To find which cities spent the most and least on health care, bundle.com looked at America's 100 most populous cities and compiled data from Kaiser Family Health Foundation and The Dartmouth Atlas of Health Care. Its findings show that more health care spending doesn't necessarily result in better access. Washington D.C., for example, has only the third highest cost per patient, despite boasting the most hospital beds, the most doctors and the most registered nurses in the country.

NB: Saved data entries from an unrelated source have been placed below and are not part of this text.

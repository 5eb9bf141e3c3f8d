//! SMP instruction-word decoding.
//!
//! USSE instructions are 64-bit words. Field extraction is driven by the
//! declarative [`BitField`] table in [`smp`], shared with the disassembly
//! helpers and with the encoder side of the test suite so the two can never
//! drift. The decoder extracts bits only; it never validates semantics.
//! Logically impossible combinations (e.g. the reserved dimensionality
//! encoding) are detected by the translator.

use crate::usse::types::{
    DataType, ExtPredicate, LodMode, Operand, RegisterBank, SidebandMode, SmpFlags, Swizzle,
};

/// One named bitfield of an instruction word.
#[derive(Debug, Clone, Copy, PartialEq, Eq)]
pub struct BitField {
    pub name: &'static str,
    /// LSB position within the 64-bit word.
    pub offset: u8,
    pub width: u8,
}

impl BitField {
    pub const fn new(name: &'static str, offset: u8, width: u8) -> Self {
        Self {
            name,
            offset,
            width,
        }
    }

    pub const fn mask(self) -> u64 {
        ((1u64 << self.width) - 1) << self.offset
    }

    pub const fn extract(self, word: u64) -> u32 {
        ((word >> self.offset) & ((1u64 << self.width) - 1)) as u32
    }

    /// Returns `word` with this field set to `value` (truncated to width).
    pub const fn insert(self, word: u64, value: u32) -> u64 {
        (word & !self.mask()) | (((value as u64) << self.offset) & self.mask())
    }
}

/// Field layout of the SMP (texture sample) instruction word.
///
/// Bits 58..64 carry the opcode and are consumed by the upstream dispatcher;
/// everything below is operand payload, allocated MSB-first.
pub mod smp {
    use super::BitField;

    pub const PRED: BitField = BitField::new("pred", 55, 3);
    pub const SKIPINV: BitField = BitField::new("skipinv", 54, 1);
    pub const NOSCHED: BitField = BitField::new("nosched", 53, 1);
    pub const SYNCSTART: BitField = BitField::new("syncstart", 52, 1);
    pub const MINPACK: BitField = BitField::new("minpack", 51, 1);
    pub const SRC0_EXT: BitField = BitField::new("src0_ext", 50, 1);
    pub const SRC1_EXT: BitField = BitField::new("src1_ext", 49, 1);
    pub const SRC2_EXT: BitField = BitField::new("src2_ext", 48, 1);
    pub const FCONV_TYPE: BitField = BitField::new("fconv_type", 46, 2);
    pub const MASK_COUNT: BitField = BitField::new("mask_count", 44, 2);
    pub const DIM: BitField = BitField::new("dim", 42, 2);
    pub const LOD_MODE: BitField = BitField::new("lod_mode", 40, 2);
    pub const DEST_USE_PA: BitField = BitField::new("dest_use_pa", 39, 1);
    pub const SB_MODE: BitField = BitField::new("sb_mode", 37, 2);
    pub const SRC0_TYPE: BitField = BitField::new("src0_type", 35, 2);
    pub const SRC0_BANK: BitField = BitField::new("src0_bank", 34, 1);
    pub const DRC_SEL: BitField = BitField::new("drc_sel", 32, 2);
    pub const SRC1_BANK: BitField = BitField::new("src1_bank", 30, 2);
    pub const SRC2_BANK: BitField = BitField::new("src2_bank", 28, 2);
    pub const DEST_N: BitField = BitField::new("dest_n", 21, 7);
    pub const SRC0_N: BitField = BitField::new("src0_n", 14, 7);
    pub const SRC1_N: BitField = BitField::new("src1_n", 7, 7);
    pub const SRC2_N: BitField = BitField::new("src2_n", 0, 7);

    pub const ALL: &[BitField] = &[
        PRED, SKIPINV, NOSCHED, SYNCSTART, MINPACK, SRC0_EXT, SRC1_EXT, SRC2_EXT, FCONV_TYPE,
        MASK_COUNT, DIM, LOD_MODE, DEST_USE_PA, SB_MODE, SRC0_TYPE, SRC0_BANK, DRC_SEL, SRC1_BANK,
        SRC2_BANK, DEST_N, SRC0_N, SRC1_N, SRC2_N,
    ];
}

/// Decoded fields of one SMP instruction word.
///
/// Closed 2- and 3-bit fields are decoded to their enums; fields with
/// reserved encodings (`dim`, `src0_type`, `fconv_type`) stay raw and are
/// resolved by the translator.
#[derive(Debug, Clone, Copy, PartialEq, Eq)]
pub struct SmpFields {
    pub pred: ExtPredicate,
    pub flags: SmpFlags,
    pub src0_ext: bool,
    pub src1_ext: bool,
    pub src2_ext: bool,
    pub fconv_type: u8,
    pub mask_count: u8,
    pub dim: u8,
    pub lod_mode: LodMode,
    pub dest_use_pa: bool,
    pub sb_mode: SidebandMode,
    pub src0_type: u8,
    pub src0_bank: u8,
    pub drc_sel: u8,
    pub src1_bank: u8,
    pub src2_bank: u8,
    pub dest_n: u8,
    pub src0_n: u8,
    pub src1_n: u8,
    pub src2_n: u8,
}

pub fn decode_smp(word: u64) -> SmpFields {
    let mut flags = SmpFlags::empty();
    flags.set(SmpFlags::SKIPINV, smp::SKIPINV.extract(word) != 0);
    flags.set(SmpFlags::NOSCHED, smp::NOSCHED.extract(word) != 0);
    flags.set(SmpFlags::SYNCSTART, smp::SYNCSTART.extract(word) != 0);
    flags.set(SmpFlags::MINPACK, smp::MINPACK.extract(word) != 0);

    SmpFields {
        pred: ExtPredicate::from_raw(smp::PRED.extract(word) as u8),
        flags,
        src0_ext: smp::SRC0_EXT.extract(word) != 0,
        src1_ext: smp::SRC1_EXT.extract(word) != 0,
        src2_ext: smp::SRC2_EXT.extract(word) != 0,
        fconv_type: smp::FCONV_TYPE.extract(word) as u8,
        mask_count: smp::MASK_COUNT.extract(word) as u8,
        dim: smp::DIM.extract(word) as u8,
        lod_mode: LodMode::from_raw(smp::LOD_MODE.extract(word) as u8),
        dest_use_pa: smp::DEST_USE_PA.extract(word) != 0,
        sb_mode: SidebandMode::from_raw(smp::SB_MODE.extract(word) as u8),
        src0_type: smp::SRC0_TYPE.extract(word) as u8,
        src0_bank: smp::SRC0_BANK.extract(word) as u8,
        drc_sel: smp::DRC_SEL.extract(word) as u8,
        src1_bank: smp::SRC1_BANK.extract(word) as u8,
        src2_bank: smp::SRC2_BANK.extract(word) as u8,
        dest_n: smp::DEST_N.extract(word) as u8,
        src0_n: smp::SRC0_N.extract(word) as u8,
        src1_n: smp::SRC1_N.extract(word) as u8,
        src2_n: smp::SRC2_N.extract(word) as u8,
    }
}

/// A secondary program addresses the secondary-attribute bank wherever a
/// primary program would address primary attributes.
fn resolve_program_bank(bank: RegisterBank, second_program: bool) -> RegisterBank {
    if second_program && bank == RegisterBank::PrimAttr {
        RegisterBank::SecAttr
    } else {
        bank
    }
}

/// Decode the first source operand.
///
/// Source 0 carries a 1-bit bank selector; its extension flag selects an
/// alternate bank table rather than widening the register number.
pub fn decode_src0(num: u8, bank: u8, ext: bool, second_program: bool) -> Operand {
    let bank = match (ext, bank & 1) {
        (false, 0) => RegisterBank::Temp,
        (false, _) => RegisterBank::PrimAttr,
        (true, 0) => RegisterBank::Output,
        (true, _) => RegisterBank::SecAttr,
    };
    Operand {
        bank: resolve_program_bank(bank, second_program),
        num,
        ty: DataType::Unk,
        swizzle: Swizzle::identity(),
    }
}

/// Decode a second or third source operand.
///
/// Sources 1/2 carry a 2-bit bank selector; the extension flag widens the
/// 7-bit register number to the full 8-bit window.
pub fn decode_src12(num: u8, bank: u8, ext: bool, second_program: bool) -> Operand {
    let bank = match bank & 3 {
        0 => RegisterBank::Temp,
        1 => RegisterBank::Output,
        2 => RegisterBank::PrimAttr,
        _ => RegisterBank::SecAttr,
    };
    let num = (num & 0x7F) | (u8::from(ext) << 7);
    Operand {
        bank: resolve_program_bank(bank, second_program),
        num,
        ty: DataType::Unk,
        swizzle: Swizzle::identity(),
    }
}

#[cfg(test)]
mod tests {
    use super::*;
    use pretty_assertions::assert_eq;

    #[test]
    fn smp_fields_are_disjoint() {
        for (i, a) in smp::ALL.iter().enumerate() {
            assert!(a.offset + a.width <= 58, "{} overlaps the opcode bits", a.name);
            for b in &smp::ALL[i + 1..] {
                assert_eq!(a.mask() & b.mask(), 0, "{} overlaps {}", a.name, b.name);
            }
        }
    }

    #[test]
    fn bitfield_insert_extract_round_trips() {
        let mut word = 0u64;
        word = smp::DIM.insert(word, 2);
        word = smp::LOD_MODE.insert(word, 3);
        word = smp::SRC0_N.insert(word, 0x55);
        assert_eq!(smp::DIM.extract(word), 2);
        assert_eq!(smp::LOD_MODE.extract(word), 3);
        assert_eq!(smp::SRC0_N.extract(word), 0x55);

        // Inserting truncates to the field width.
        word = smp::DIM.insert(word, 0b111);
        assert_eq!(smp::DIM.extract(word), 0b11);
        assert_eq!(smp::LOD_MODE.extract(word), 3);
    }

    #[test]
    fn decode_smp_extracts_named_fields() {
        let mut word = 0u64;
        word = smp::PRED.insert(word, 5);
        word = smp::SKIPINV.insert(word, 1);
        word = smp::SYNCSTART.insert(word, 1);
        word = smp::FCONV_TYPE.insert(word, 1);
        word = smp::DIM.insert(word, 1);
        word = smp::LOD_MODE.insert(word, 2);
        word = smp::DEST_USE_PA.insert(word, 1);
        word = smp::SB_MODE.insert(word, 3);
        word = smp::SRC1_BANK.insert(word, 2);
        word = smp::DEST_N.insert(word, 17);
        word = smp::SRC0_N.insert(word, 4);
        word = smp::SRC1_N.insert(word, 3);

        let fields = decode_smp(word);
        assert_eq!(fields.pred, ExtPredicate::NegP0);
        assert_eq!(fields.flags, SmpFlags::SKIPINV | SmpFlags::SYNCSTART);
        assert_eq!(fields.fconv_type, 1);
        assert_eq!(fields.dim, 1);
        assert_eq!(fields.lod_mode, LodMode::Replace);
        assert!(fields.dest_use_pa);
        assert_eq!(fields.sb_mode, SidebandMode::Undocumented);
        assert_eq!(fields.src1_bank, 2);
        assert_eq!(fields.dest_n, 17);
        assert_eq!(fields.src0_n, 4);
        assert_eq!(fields.src1_n, 3);
    }

    #[test]
    fn src0_extension_selects_the_alternate_bank_table() {
        assert_eq!(decode_src0(9, 0, false, false).bank, RegisterBank::Temp);
        assert_eq!(decode_src0(9, 1, false, false).bank, RegisterBank::PrimAttr);
        assert_eq!(decode_src0(9, 0, true, false).bank, RegisterBank::Output);
        assert_eq!(decode_src0(9, 1, true, false).bank, RegisterBank::SecAttr);
        // The extension never touches the register number for source 0.
        assert_eq!(decode_src0(9, 1, true, false).num, 9);
    }

    #[test]
    fn src12_extension_widens_the_register_number() {
        let op = decode_src12(0x25, 2, false, false);
        assert_eq!(op.bank, RegisterBank::PrimAttr);
        assert_eq!(op.num, 0x25);
        assert_eq!(op.swizzle, Swizzle::identity());

        let op = decode_src12(0x25, 2, true, false);
        assert_eq!(op.num, 0xA5);
    }

    #[test]
    fn secondary_program_resolves_primary_attributes_to_secondary() {
        assert_eq!(decode_src0(0, 1, false, true).bank, RegisterBank::SecAttr);
        assert_eq!(decode_src12(0, 2, false, true).bank, RegisterBank::SecAttr);
        // Other banks are untouched.
        assert_eq!(decode_src12(0, 0, false, true).bank, RegisterBank::Temp);
    }
}
//! Register-file backing store.
//!
//! Each addressable scalar lane `(bank, index)` is backed by a lazily created
//! f32 variable in the IR module, so operand loads and stores resolve to
//! plain IR loads/stores regardless of whether the lane was touched before.
//! Banks that cannot back a value (immediates, the invalid bank) and lanes
//! past a bank's capacity resolve to `None`, which surfaces as a failed
//! operand load.

use std::collections::HashMap;

use crate::shader_limits::{
    MAX_FPINTERNAL_LANES, MAX_OUTPUT_LANES, MAX_PRIMATTR_LANES, MAX_SECATTR_LANES, MAX_TEMP_LANES,
};
use crate::spv::{Builder, Id};
use crate::usse::types::RegisterBank;

fn bank_capacity(bank: RegisterBank) -> u16 {
    match bank {
        RegisterBank::Temp => MAX_TEMP_LANES,
        RegisterBank::PrimAttr => MAX_PRIMATTR_LANES,
        RegisterBank::SecAttr => MAX_SECATTR_LANES,
        RegisterBank::Output => MAX_OUTPUT_LANES,
        RegisterBank::FpInternal => MAX_FPINTERNAL_LANES,
        RegisterBank::Immediate | RegisterBank::Invalid => 0,
    }
}

#[derive(Debug, Default)]
pub struct RegisterFile {
    lanes: HashMap<(RegisterBank, u16), Id>,
}

impl RegisterFile {
    pub fn new() -> Self {
        Self::default()
    }

    /// The variable backing one scalar lane, creating it on first use.
    pub fn lane(&mut self, b: &mut Builder, bank: RegisterBank, index: u16) -> Option<Id> {
        if index >= bank_capacity(bank) {
            return None;
        }
        let var = *self.lanes.entry((bank, index)).or_insert_with(|| {
            let f32t = b.type_f32();
            b.create_variable(f32t)
        });
        Some(var)
    }
}

#[cfg(test)]
mod tests {
    use super::*;

    #[test]
    fn lanes_are_created_once_and_bounded() {
        let mut b = Builder::new();
        let mut regs = RegisterFile::new();

        let a = regs.lane(&mut b, RegisterBank::Temp, 7);
        let c = regs.lane(&mut b, RegisterBank::Temp, 7);
        assert_eq!(a, c);
        assert!(a.is_some());
        assert_ne!(a, regs.lane(&mut b, RegisterBank::PrimAttr, 7));

        assert_eq!(regs.lane(&mut b, RegisterBank::Temp, 1000), None);
        assert_eq!(regs.lane(&mut b, RegisterBank::Immediate, 0), None);
        assert_eq!(regs.lane(&mut b, RegisterBank::Invalid, 0), None);
    }
}
//! Translation session and the operand load/store model.

use thiserror::Error;
use tracing::{error, warn};

use crate::spv::{Builder, Id, Op, Token, TypeKind};
use crate::usse::registers::RegisterFile;
use crate::usse::samplers::SamplerTable;
use crate::usse::types::{DataType, Operand, RegisterBank};

/// Per-instruction translation failure.
///
/// No variant ever unwinds a whole compilation. `UnresolvedResource` and
/// `InvalidLoad` are returned to the caller (the instruction emitted no
/// complete IR; the documented caller policy is log-and-continue).
/// `Unsupported` and `MalformedEncoding` are handled inside the translator as
/// logged no-ops so partially-faithful shaders still compile.
#[derive(Debug, Clone, PartialEq, Eq, Error)]
pub enum TranslateError {
    #[error("unsupported feature: {0}")]
    Unsupported(&'static str),
    #[error("sampler register s{index} has no binding")]
    UnresolvedResource { index: u8 },
    #[error("source operand {operand} failed to load")]
    InvalidLoad { operand: String },
    #[error("malformed encoding: {0}")]
    MalformedEncoding(&'static str),
}

/// One shader compilation's translation session.
///
/// Owns the register-file backing store and the current program counter;
/// borrows the IR module under construction and the read-only sampler table.
/// Everything the original threaded through ambient builder state is an
/// explicit field here. Sessions are independent: separate shader
/// compilations share nothing and may run in parallel.
pub struct Translator<'a> {
    pub(crate) b: &'a mut Builder,
    pub(crate) samplers: &'a SamplerTable,
    pub(crate) regs: RegisterFile,
    pub(crate) second_program: bool,
    pub(crate) cur_pc: u32,
}

impl<'a> Translator<'a> {
    pub fn new(b: &'a mut Builder, samplers: &'a SamplerTable, second_program: bool) -> Self {
        Self {
            b,
            samplers,
            regs: RegisterFile::new(),
            second_program,
            cur_pc: 0,
        }
    }

    /// Program counter of the instruction about to be translated; recorded on
    /// emitted IR via the builder's line state.
    pub fn set_pc(&mut self, pc: u32) {
        self.cur_pc = pc;
    }

    pub(crate) fn degrade(&self, err: TranslateError) {
        warn!(pc = self.cur_pc, error = %err, "instruction translated as a no-op");
    }

    /// Load the components of `op` selected by `mask`, as a float value.
    ///
    /// Set mask bits map to consecutive components of the result: bit `i`
    /// reads scalar lane `num + offset + swizzle[i]`. Non-F32 element types
    /// are unpacked to float before the value is returned. `None` means the
    /// operand cannot be loaded (unbacked bank or out-of-range lane).
    pub fn load(&mut self, op: &Operand, mask: u8, offset: u8) -> Option<Id> {
        debug_assert!(mask != 0 && mask <= 0xF);
        let mut comps = Vec::new();
        for i in 0..4u8 {
            if mask & (1 << i) == 0 {
                continue;
            }
            let chan = op.swizzle.0[i as usize].index();
            let lane = op.num as u16 + offset as u16 + chan as u16;
            let var = self.regs.lane(self.b, op.bank, lane)?;
            comps.push(self.b.create_load(var));
        }

        let mut value = if comps.len() == 1 {
            comps[0]
        } else {
            let f32t = self.b.type_f32();
            let vt = self.b.make_vector_type(f32t, comps.len() as u8);
            self.b.create_composite_construct(vt, &comps)
        };
        if op.ty != DataType::F32 && op.ty != DataType::Unk {
            value = self.unpack_to_f32(value, op.ty);
        }
        Some(value)
    }

    /// Store consecutive components of `value` into the lanes of `op`
    /// selected by `mask`; lanes outside the mask are left unmodified.
    /// Non-float component types are reinterpreted into the f32 lanes.
    pub fn store(&mut self, op: &Operand, value: Id, mask: u8) {
        if matches!(op.bank, RegisterBank::Immediate | RegisterBank::Invalid) {
            error!(pc = self.cur_pc, bank = op.bank.short_name(), "store to unwritable bank dropped");
            return;
        }
        let value_comps = self.b.num_components(value);
        let comp_ty = self.b.component_type(self.b.type_of(value));
        let f32t = self.b.type_f32();

        let mut src_comp = 0u32;
        for i in 0..4u8 {
            if mask & (1 << i) == 0 {
                continue;
            }
            let mut comp = if value_comps > 1 {
                self.b.create_op(
                    Op::CompositeExtract,
                    comp_ty,
                    vec![Token::Id(value), Token::Literal(src_comp)],
                )
            } else {
                value
            };
            if self.b.type_kind(comp_ty) != TypeKind::Float32 {
                comp = self.b.create_op(Op::Bitcast, f32t, vec![Token::Id(comp)]);
            }
            let chan = op.swizzle.0[i as usize].index();
            let lane = op.num as u16 + chan as u16;
            match self.regs.lane(self.b, op.bank, lane) {
                Some(var) => self.b.create_store(var, comp),
                None => {
                    error!(pc = self.cur_pc, lane, "store lane out of range; channel dropped")
                }
            }
            src_comp += 1;
        }
    }

    /// Emit the unpack of a packed non-F32 value into a float value of the
    /// same component count.
    pub(crate) fn unpack_to_f32(&mut self, value: Id, from: DataType) -> Id {
        let n = self.b.num_components(value);
        let f32t = self.b.type_f32();
        let vt = self.b.make_vector_type(f32t, n);
        self.b.create_op(
            Op::Unpack,
            vt,
            vec![Token::Id(value), Token::Literal(from.format_code())],
        )
    }
}
//! Sampler/resource table.
//!
//! Built once per shader compilation by the declaration phase, read-only
//! during instruction translation. A lookup miss means the shader samples a
//! resource that was never declared; the instruction referencing it is
//! dropped (see `TranslateError::UnresolvedResource`).

use std::collections::HashMap;

use tracing::warn;

use crate::shader_limits::MAX_SAMPLER_REGISTER_INDEX;
use crate::spv::Id;
use crate::usse::types::DataType;

/// A declared texture + sampler pair and its static metadata.
#[derive(Debug, Clone, Copy, PartialEq, Eq)]
pub struct SamplerBinding {
    /// IR variable holding the combined image/sampler.
    pub id: Id,
    pub component_type: DataType,
    pub component_count: u8,
}

#[derive(Debug, Default)]
pub struct SamplerTable {
    map: HashMap<u8, SamplerBinding>,
}

impl SamplerTable {
    pub fn new() -> Self {
        Self::default()
    }

    pub fn bind(&mut self, index: u8, binding: SamplerBinding) {
        if index > MAX_SAMPLER_REGISTER_INDEX {
            warn!(index, "sampler register index out of range; binding ignored");
            return;
        }
        debug_assert!((1..=4).contains(&binding.component_count));
        self.map.insert(index, binding);
    }

    pub fn lookup(&self, index: u8) -> Option<&SamplerBinding> {
        self.map.get(&index)
    }
}

#[cfg(test)]
mod tests {
    use super::*;
    use crate::spv::Builder;

    #[test]
    fn bind_and_lookup() {
        let mut b = Builder::new();
        let ty = b.type_sampled_image_2d();
        let var = b.create_variable(ty);

        let mut table = SamplerTable::new();
        table.bind(
            3,
            SamplerBinding {
                id: var,
                component_type: DataType::F32,
                component_count: 4,
            },
        );
        assert!(table.lookup(3).is_some());
        assert!(table.lookup(4).is_none());

        // Out-of-range indices are ignored, not inserted.
        table.bind(
            200,
            SamplerBinding {
                id: var,
                component_type: DataType::F32,
                component_count: 4,
            },
        );
        assert!(table.lookup(200).is_none());
    }
}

Urban centers generally offer better medical services than rural areas, and often that means they can be more expensive, too. Per capita Medicare costs are highest in major cities like Los Angeles ($11,303), New York ($12,714) and Miami ($17,274), according to Reuters. A recent paper from the United Health Center for Health & Reform Modernization found that there are only 65 primary care physicians per 100,000 rural Americans, compared to 105 per 100,000 urban and suburban citizens. For a breakdown of health care costs by state, take a look at this bundle.com infographic.
In the coming years, though, healthcare costs are expected to go up across the board. Due to an aging population and the increasing costs of medical innovations, the nation will spend an estimated $4.6 trillion, or $13,710 per person on health care by 2020, compared to a projected $2.7 trillion or $8,650 per person this year.